With the advent of inexpensive, high-speed, broadband internet, actual tape trading has almost died out. There is no longer any need to look up tape lists, find good traders, and go through the hassle of mailing packages. Now all you have to do is point, click and wait while the internet brings you a new concert recording.

Bootleg collectors are a notoriously cranky bunch. They also have the ears of an audiophile. Back in my trading days I had to adhere to numerous rules to make the serious collector happy. Before CDR, all music had to be recorded on Maxwell XLII tapes, anything else was sub par in terms of quality. I had to write down source material and what generation of tape I had. Each recording from tape to tape reduced the quality of the actual sound.

Even in this new world of exact digital copies, and easy downloads; one still has to be precise as to where ones bootleg collection comes from. Serious collectors will collect several versions of a particularly fine concert to get the best possible source material.

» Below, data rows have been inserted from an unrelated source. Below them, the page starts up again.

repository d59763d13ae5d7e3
use serde::{Deserialize, Serialize};

/// An answer to a question step. Picking it leads to the resulting step,
/// if one is attached.
#[derive(Debug, Clone, Serialize)]
pub struct Answer {
    pub id: i64,
    pub title: String,
    pub sort: i64,
    pub question_id: i64,
    pub resulting_step_id: Option<i64>,
    pub created_at: String,
    pub updated_at: String,
}

/// Form input for creating or updating an answer.
#[derive(Debug, Clone, Deserialize)]
pub struct AnswerForm {
    pub title: String,
    pub question_id: i64,
    pub resulting_step_id: Option<i64>,
    pub sort: Option<i64>,
}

The problem with downloading concerts is that they are often very large files. A Grateful Dead concert often went for three sets, lasting into the wee hours of the morning. Three or four compact disks worth of music can add up to several gigs for a download.

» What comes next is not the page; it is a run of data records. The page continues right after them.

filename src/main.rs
use actix_session::{SessionMiddleware, storage::CookieSessionStore};
use actix_web::{App, HttpServer, cookie::Key, middleware, web};

use waypoint::{db, handlers};

#[actix_web::main]
async fn main() -> std::io::Result<()> {
    dotenvy::dotenv().ok();
    env_logger::init();

    // Ensure data directory exists
    std::fs::create_dir_all("data").expect("Failed to create data directory");

    let database_path =
        std::env::var("DATABASE_PATH").unwrap_or_else(|_| "data/waypoint.db".to_string());
    let pool = db::init_pool(&database_path);
    db::run_migrations(&pool);

    let admin_password =
        std::env::var("ADMIN_PASSWORD").unwrap_or_else(|_| "admin123".to_string());
    db::seed_admin(&pool, &admin_password);

    // Session encryption key — load from SESSION_KEY env var for persistent sessions across restarts
    let secret_key = match std::env::var("SESSION_KEY") {
        Ok(val) if val.len() >= 64 => {
            log::info!("Using SESSION_KEY from environment");
            Key::from(val.as_bytes())
        }
        Ok(val) => {
            log::warn!(
                "SESSION_KEY too short ({} bytes, need 64+) — generating random key",
                val.len()
            );
            Key::generate()
        }
        Err(_) => {
            log::warn!("No SESSION_KEY set — generating random key (sessions lost on restart)");
            Key::generate()
        }
    };

    let bind_addr = std::env::var("BIND_ADDR").unwrap_or_else(|_| "127.0.0.1:8080".to_string());
    log::info!("Starting server at http://{bind_addr}");

    HttpServer::new(move || {
        let session_mw =
            SessionMiddleware::builder(CookieSessionStore::default(), secret_key.clone())
                .cookie_secure(false)
                .cookie_http_only(true)
                .build();

        App::new()
            .wrap(session_mw)
            .wrap(middleware::Logger::default())
            .app_data(web::Data::new(pool.clone()))
            .route("/login", web::post().to(handlers::auth_handlers::login))
            .route("/logout", web::post().to(handlers::auth_handlers::logout))
            .service(
                web::scope("/api")
                    // Steps — fixed paths BEFORE /steps/{id} to avoid routing conflict
                    .route("/steps", web::get().to(handlers::step_handlers::list))
                    .route("/steps", web::post().to(handlers::step_handlers::create))
                    .route("/steps/orphans", web::get().to(handlers::step_handlers::orphans))
                    .route("/steps/initial", web::get().to(handlers::step_handlers::initial))
                    .route("/steps/{id}", web::get().to(handlers::step_handlers::get))
                    .route("/steps/{id}", web::put().to(handlers::step_handlers::update))
                    .route("/steps/{id}", web::delete().to(handlers::step_handlers::delete))
                    .route("/steps/{id}/answers", web::get().to(handlers::step_handlers::answers))
                    .route("/steps/{id}/pathway", web::get().to(handlers::step_handlers::pathway))
                    // Answers
                    .route("/answers", web::post().to(handlers::answer_handlers::create))
                    .route("/answers/{id}", web::get().to(handlers::answer_handlers::get))
                    .route("/answers/{id}", web::put().to(handlers::answer_handlers::update))
                    .route("/answers/{id}", web::delete().to(handlers::answer_handlers::delete))
                    .route("/answers/{id}/next", web::get().to(handlers::answer_handlers::next_step))
                    // Elements
                    .route("/elements", web::get().to(handlers::element_handlers::list))
                    .route("/elements", web::post().to(handlers::element_handlers::create))
                    .route("/elements/{id}", web::get().to(handlers::element_handlers::get))
                    .route("/elements/{id}", web::put().to(handlers::element_handlers::update))
                    .route("/elements/{id}", web::delete().to(handlers::element_handlers::delete)),
            )
            .default_service(web::to(|| async {
                actix_web::HttpResponse::NotFound()
                    .json(serde_json::json!({ "error": "not found" }))
            }))
    })
    .bind(bind_addr)?
    .run()
    .await
}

Though the rest of the digital community has converted entire music collections to the .mp3 format, bootleg collectors of stature, cannot stand the degradation in quality that comes from such a compression. Yet, .wav files are much, much too big for a conceivable download.

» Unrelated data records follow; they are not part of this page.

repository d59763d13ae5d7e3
pub mod password;
pub mod session;
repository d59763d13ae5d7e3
use argon2::{
    Argon2,
    password_hash::{PasswordHash, PasswordHasher, PasswordVerifier, SaltString, rand_core::OsRng},
};

pub fn hash_password(password: &str) -> Result<String, String> {
    let salt = SaltString::generate(&mut OsRng);
    let hash = Argon2::default()
        .hash_password(password.as_bytes(), &salt)
        .map_err(|e| e.to_string())?;
    Ok(hash.to_string())
}

/// A stored hash that fails to parse counts as a failed verification.
pub fn verify_password(password: &str, hash: &str) -> bool {
    match PasswordHash::new(hash) {
        Ok(parsed) => Argon2::default()
            .verify_password(password.as_bytes(), &parsed)
            .is_ok(),
        Err(_) => false,
    }
}

#[cfg(test)]
mod tests {
    use super::*;

    #[test]
    fn hash_then_verify() {
        let hash = hash_password("hunter2").unwrap();
        assert!(verify_password("hunter2", &hash));
        assert!(!verify_password("hunter3", &hash));
    }

    #[test]
    fn garbage_hash_fails_verification() {
        assert!(!verify_password("hunter2", "not-a-phc-string"));
    }
}
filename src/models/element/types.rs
use serde::{Deserialize, Serialize};

/// Tree-root container: points at the first step of one decision tree and
/// owns the permission decisions for everything in it.
#[derive(Debug, Clone, Serialize)]
pub struct Element {
    pub id: i64,
    pub title: String,
    pub first_step_id: Option<i64>,
    pub created_at: String,
    pub updated_at: String,
}

/// Form input for creating or updating an element.
#[derive(Debug, Clone, Deserialize)]
pub struct ElementForm {
    pub title: String,
    pub first_step_id: Option<i64>,
}
pub mod pathway;
pub mod queries;
pub mod types;

pub use pathway::*;
pub use queries::*;
pub use types::*;
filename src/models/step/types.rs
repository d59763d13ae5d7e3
use serde::{Deserialize, Serialize};

/// Title given to a result step saved without one.
pub const DEFAULT_RESULT_TITLE: &str = "Our recommendation";

#[derive(Debug, Clone, Copy, PartialEq, Eq, Serialize, Deserialize)]
pub enum StepType {
    Question,
    Result,
}

impl StepType {
    pub fn as_str(self) -> &'static str {
        match self {
            StepType::Question => "Question",
            StepType::Result => "Result",
        }
    }

    /// The schema CHECK constraint keeps the column to these two values;
    /// anything else is treated as a question.
    pub fn from_db(value: &str) -> Self {
        match value {
            "Result" => StepType::Result,
            _ => StepType::Question,
        }
    }
}

/// One node of a decision tree: either a question with answers leading
/// further down, or a result carrying the recommendation.
#[derive(Debug, Clone, Serialize)]
pub struct Step {
    pub id: i64,
    pub title: String,
    pub step_type: StepType,
    pub content: String,
    pub hide_title: bool,
    pub created_at: String,
    pub updated_at: String,
}

/// Form input for creating or updating a step.
#[derive(Debug, Clone, Deserialize)]
pub struct StepForm {
    pub title: String,
    pub step_type: StepType,
    #[serde(default)]
    pub content: String,
    #[serde(default)]
    pub hide_title: bool,
}

/// One hop of a full pathway, leaf to root. Serializes as
/// `{"question": id}` or `{"answer": id}`.
#[derive(Debug, Clone, Copy, PartialEq, Eq, Serialize)]
#[serde(rename_all = "lowercase")]
pub enum PathwayEntry {
    Question(i64),
    Answer(i64),
}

There are a couple of formats that are now used to compress sound files into something downloadable, without causing any compromise in the sound quality. Both SHN and FLAC are acceptable compression files.

Both types of files come with their own software to decode the compressions (or compress .wav files). Each also creates special signals that can be read by the software to ensure the compression still contains exact data. You can find SHN software at the immensely informative Etree site and flac software is available at their own website.

There are numerous websites out there in which to download new and old bootlegs. One of the most useful, and expansive is archive.org. The archive has thousands of concerts available in a myriad of compressed and uncompressed files.

One of the most popular formats in which to download bootleg concerts today is BitTorrent. This format has gotten a lot of flack lately in the media because it has also become the primary source of illegal downloads as well.

BitTorrent is kind of an evolution of the peer-to-peer download software as developed by Napster and Gnutella. BitTorrent’s ability to allow everyone to download small parts of the shared file from everyone allows for simple and fast downloads.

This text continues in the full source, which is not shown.